With Seonaid’s words of encouragement buoying my confidence, I headed to Aidan’s the next morning. To my frustration, it was Laine who answered the door buzzer and let me into the building.
She was waiting for me at the apartment door and I felt a flare of panic when I saw she was wearing the same clothes she’d been wearing the night before. Her makeup was washed off and although she looked tired, it was clear she didn’t need a lot of makeup anyway. Her grim, pitying expression made my panic mount.
“Come in.” She gestured me inside, placing a comforting hand on my shoulder as I stepped into the apartment.
I barely heard her close the door behind me because I was stunned by the sight in the living room. Or rather, the lack of a sight.

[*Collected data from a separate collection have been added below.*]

use std::fmt;

use serde::{Deserialize, Serialize};

/// Opaque media identifier handed out by the backend.
///
/// Callers must not parse it; the only inspection allowed is the
/// [`looks_like_video`] heuristic used for rendering hints.
#[derive(Debug, Clone, PartialEq, Eq, Hash, PartialOrd, Ord, Serialize, Deserialize)]
#[serde(transparent)]
pub struct MediaId(String);

impl MediaId {
    pub fn new(id: impl Into<String>) -> Self {
        Self(id.into())
    }

    pub fn as_str(&self) -> &str {
        &self.0
    }
}

impl fmt::Display for MediaId {
    fn fmt(&self, f: &mut fmt::Formatter<'_>) -> fmt::Result {
        f.write_str(&self.0)
    }
}

impl From<&str> for MediaId {
    fn from(id: &str) -> Self {
        Self(id.to_string())
    }
}

impl From<String> for MediaId {
    fn from(id: String) -> Self {
        Self(id)
    }
}

/// One of the two gallery panes.
#[derive(Debug, Clone, Copy, PartialEq, Eq, Hash, PartialOrd, Ord)]
pub enum Pane {
    Source,
    Destination,
}

impl Pane {
    pub const ALL: [Pane; 2] = [Pane::Source, Pane::Destination];

    /// Name used by the media endpoints (`position=source|destination`)
    pub fn position(self) -> &'static str {
        match self {
            Pane::Source => "source",
            Pane::Destination => "destination",
        }
    }

    /// Name used by the tree endpoint and settings keys (`left|right`)
    pub fn side(self) -> &'static str {
        match self {
            Pane::Source => "left",
            Pane::Destination => "right",
        }
    }

    pub fn other(self) -> Pane {
        match self {
            Pane::Source => Pane::Destination,
            Pane::Destination => Pane::Source,
        }
    }
}

impl fmt::Display for Pane {
    fn fmt(&self, f: &mut fmt::Formatter<'_>) -> fmt::Result {
        f.write_str(self.position())
    }
}

impl std::str::FromStr for Pane {
    type Err = String;

    fn from_str(s: &str) -> Result<Self, Self::Err> {
        match s.to_ascii_lowercase().as_str() {
            "source" | "left" | "src" => Ok(Pane::Source),
            "destination" | "right" | "dest" | "dst" => Ok(Pane::Destination),
            other => Err(format!("unknown pane '{}' (expected source or destination)", other)),
        }
    }
}

/// Media list filter, forwarded opaquely to the backend.
#[derive(Debug, Clone, Copy, Default, PartialEq, Eq, Hash, Serialize, Deserialize)]
#[serde(rename_all = "lowercase")]
pub enum MediaFilter {
    #[default]
    All,
    Unique,
    Duplicates,
    Exclusive,
    Common,
}

impl MediaFilter {
    pub const ALL: [MediaFilter; 5] = [
        MediaFilter::All,
        MediaFilter::Unique,
        MediaFilter::Duplicates,
        MediaFilter::Exclusive,
        MediaFilter::Common,
    ];

    pub fn as_str(self) -> &'static str {
        match self {
            MediaFilter::All => "all",
            MediaFilter::Unique => "unique",
            MediaFilter::Duplicates => "duplicates",
            MediaFilter::Exclusive => "exclusive",
            MediaFilter::Common => "common",
        }
    }

    /// Next filter in display order, wrapping around
    pub fn next(self) -> MediaFilter {
        let pos = Self::ALL.iter().position(|f| *f == self).unwrap_or(0);
        Self::ALL[(pos + 1) % Self::ALL.len()]
    }
}

impl fmt::Display for MediaFilter {
    fn fmt(&self, f: &mut fmt::Formatter<'_>) -> fmt::Result {
        f.write_str(self.as_str())
    }
}

impl std::str::FromStr for MediaFilter {
    type Err = String;

    fn from_str(s: &str) -> Result<Self, Self::Err> {
        Self::ALL
            .iter()
            .copied()
            .find(|f| f.as_str().eq_ignore_ascii_case(s))
            .ok_or_else(|| format!("unknown filter '{}'", s))
    }
}

/// Metadata for one media item. Immutable once fetched.
#[derive(Debug, Clone, PartialEq, Serialize, Deserialize)]
#[serde(rename_all = "camelCase")]
pub struct MediaDetail {
    pub alt: String,
    #[serde(default)]
    pub created_at: Option<String>,
    #[serde(default, skip_serializing_if = "Option::is_none")]
    pub name: Option<String>,
    #[serde(default, skip_serializing_if = "Option::is_none")]
    pub path: Option<String>,
    #[serde(default, skip_serializing_if = "Option::is_none")]
    pub size: Option<String>,
    #[serde(default, skip_serializing_if = "Option::is_none")]
    pub camera_model: Option<String>,
    #[serde(default, skip_serializing_if = "Option::is_none")]
    pub hash: Option<String>,
    #[serde(default, skip_serializing_if = "Option::is_none")]
    pub duplicates_count: Option<u32>,
}

impl MediaDetail {
    /// Stand-in installed when a detail fetch fails or times out
    pub fn placeholder(id: &MediaId) -> Self {
        Self {
            alt: format!("Media {}", id),
            created_at: None,
            name: None,
            path: None,
            size: None,
            camera_model: None,
            hash: None,
            duplicates_count: None,
        }
    }

    pub fn is_video(&self) -> bool {
        looks_like_video(&self.alt)
    }

    /// Best label for display: file name if known, else alt text
    pub fn label(&self) -> &str {
        self.name.as_deref().unwrap_or(&self.alt)
    }
}

/// Guess whether a media item is a video from a filename-like suffix.
///
/// A rendering hint only; ids and alt texts carry no such contract.
pub fn looks_like_video(text: &str) -> bool {
    const VIDEO_EXTENSIONS: [&str; 4] = ["mp4", "webm", "ogg", "mov"];
    text.rsplit_once('.')
        .map(|(_, ext)| VIDEO_EXTENSIONS.iter().any(|v| ext.eq_ignore_ascii_case(v)))
        .unwrap_or(false)
}

/// Node of the backend's directory tree
#[derive(Debug, Clone, PartialEq, Serialize, Deserialize)]
pub struct DirectoryNode {
    pub id: String,
    pub name: String,
    #[serde(default)]
    pub children: Vec<DirectoryNode>,
}

impl DirectoryNode {
    /// Depth-first flattening with depth, for list rendering
    pub fn flatten(nodes: &[DirectoryNode]) -> Vec<(usize, &DirectoryNode)> {
        let mut out = Vec::new();
        fn walk<'a>(
            nodes: &'a [DirectoryNode],
            depth: usize,
            out: &mut Vec<(usize, &'a DirectoryNode)>,
        ) {
            for node in nodes {
                out.push((depth, node));
                walk(&node.children, depth + 1, out);
            }
        }
        walk(nodes, 0, &mut out);
        out
    }
}

/// Result document of a bulk delete
#[derive(Debug, Clone, PartialEq, Serialize, Deserialize)]
pub struct DeleteOutcome {
    pub success: bool,
    #[serde(default)]
    pub message: String,
}

#[cfg(test)]
mod tests {
    use super::*;

    #[test]
    fn test_video_heuristic() {
        assert!(looks_like_video("Sample Video 3.mp4"));
        assert!(looks_like_video("clip.MOV"));
        assert!(!looks_like_video("Sample Image 4.jpg"));
        assert!(!looks_like_video("no-extension"));
        assert!(!looks_like_video("mp4"));
    }

    #[test]
    fn test_detail_deserializes_camel_case() {
        let json = r#"{
            "alt": "a.jpg",
            "createdAt": "2024-01-02T03:04:05",
            "cameraModel": "X100",
            "duplicatesCount": 2
        }"#;
        let detail: MediaDetail = serde_json::from_str(json).unwrap();
        assert_eq!(detail.alt, "a.jpg");
        assert_eq!(detail.created_at.as_deref(), Some("2024-01-02T03:04:05"));
        assert_eq!(detail.camera_model.as_deref(), Some("X100"));
        assert_eq!(detail.duplicates_count, Some(2));
        assert!(detail.hash.is_none());
    }

    #[test]
    fn test_placeholder_detail() {
        let detail = MediaDetail::placeholder(&MediaId::from("42"));
        assert_eq!(detail.alt, "Media 42");
        assert!(detail.created_at.is_none());
    }

    #[test]
    fn test_pane_parsing() {
        assert_eq!("left".parse::<Pane>().unwrap(), Pane::Source);
        assert_eq!("Destination".parse::<Pane>().unwrap(), Pane::Destination);
        assert!("middle".parse::<Pane>().is_err());
    }

    #[test]
    fn test_filter_cycle() {
        let mut filter = MediaFilter::All;
        for _ in 0..MediaFilter::ALL.len() {
            filter = filter.next();
        }
        assert_eq!(filter, MediaFilter::All);
        assert_eq!("duplicates".parse::<MediaFilter>().unwrap(), MediaFilter::Duplicates);
    }

    #[test]
    fn test_flatten_tree() {
        let tree = vec![DirectoryNode {
            id: "1".into(),
            name: "root".into(),
            children: vec![DirectoryNode {
                id: "2".into(),
                name: "child".into(),
                children: vec![],
            }],
        }];
        let flat = DirectoryNode::flatten(&tree);
        assert_eq!(flat.len(), 2);
        assert_eq!(flat[1].0, 1);
        assert_eq!(flat[1].1.name, "child");
    }
}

All of Aidan’s music equipment, the instruments and computers, were gone.
Just gone.
The space was entirely bare.
“What’s going on?”
“Nora … I don’t know how to tell you this, and I’m sure I’m the last person you want to hear it from considering my past terrible behavior …” Laine’s sympathy made we want to scream at her to spit it out. “Aidan’s gone.”
My knees trembled, as though the floor had shifted beneath my feet. “Gone? What do you mean, he’s gone?”
Anger flickered in Laine’s eyes, frustration maybe. “Yesterday after you left, he suddenly started making arrangements to leave the country. He took a job in LA so he can be close to Sylvie, but it meant leaving early this morning.” She gestured to his space. “He managed to wrangle a company that could get his gear together last minute and he’s got someone over there looking for a place for him.”
No.
What?
I gaped at her in disbelief. The panic I’d felt earlier spread over my lungs so I was finding it hard to breathe. “He wouldn’t … he just left?” Without saying goodbye, without explaining? No.
Aidan.
The genuine sympathy in Laine’s eyes gutted me.
Shredded my insides. Or what was left of the tatters in there.
“Nora, I hope what I’m about to say will help in the long run, even if it doesn’t feel like it now. But … this would’ve happened, even if Sylvie hadn’t been a factor. Believe me. I’ve been in Aidan’s life longer than any woman and he is the ultimate bachelor. It doesn’t mean he doesn’t care about you—I’m sure he does—but he can be a real arsehole to women. I love him but it’s the truth. He makes them all feel like his best friend, like he’s never felt anything like it before, and maybe he even believes it for a while. I think he does. But only for a while. And then he gets bored and moves on. I was surprised he was with you so long until … well,” she winced in the damned sympathy again. “He told me you two never actually slept together, which is probably why you lasted longer than any of the others. Anticipation. Like I said. He can be such a bloke.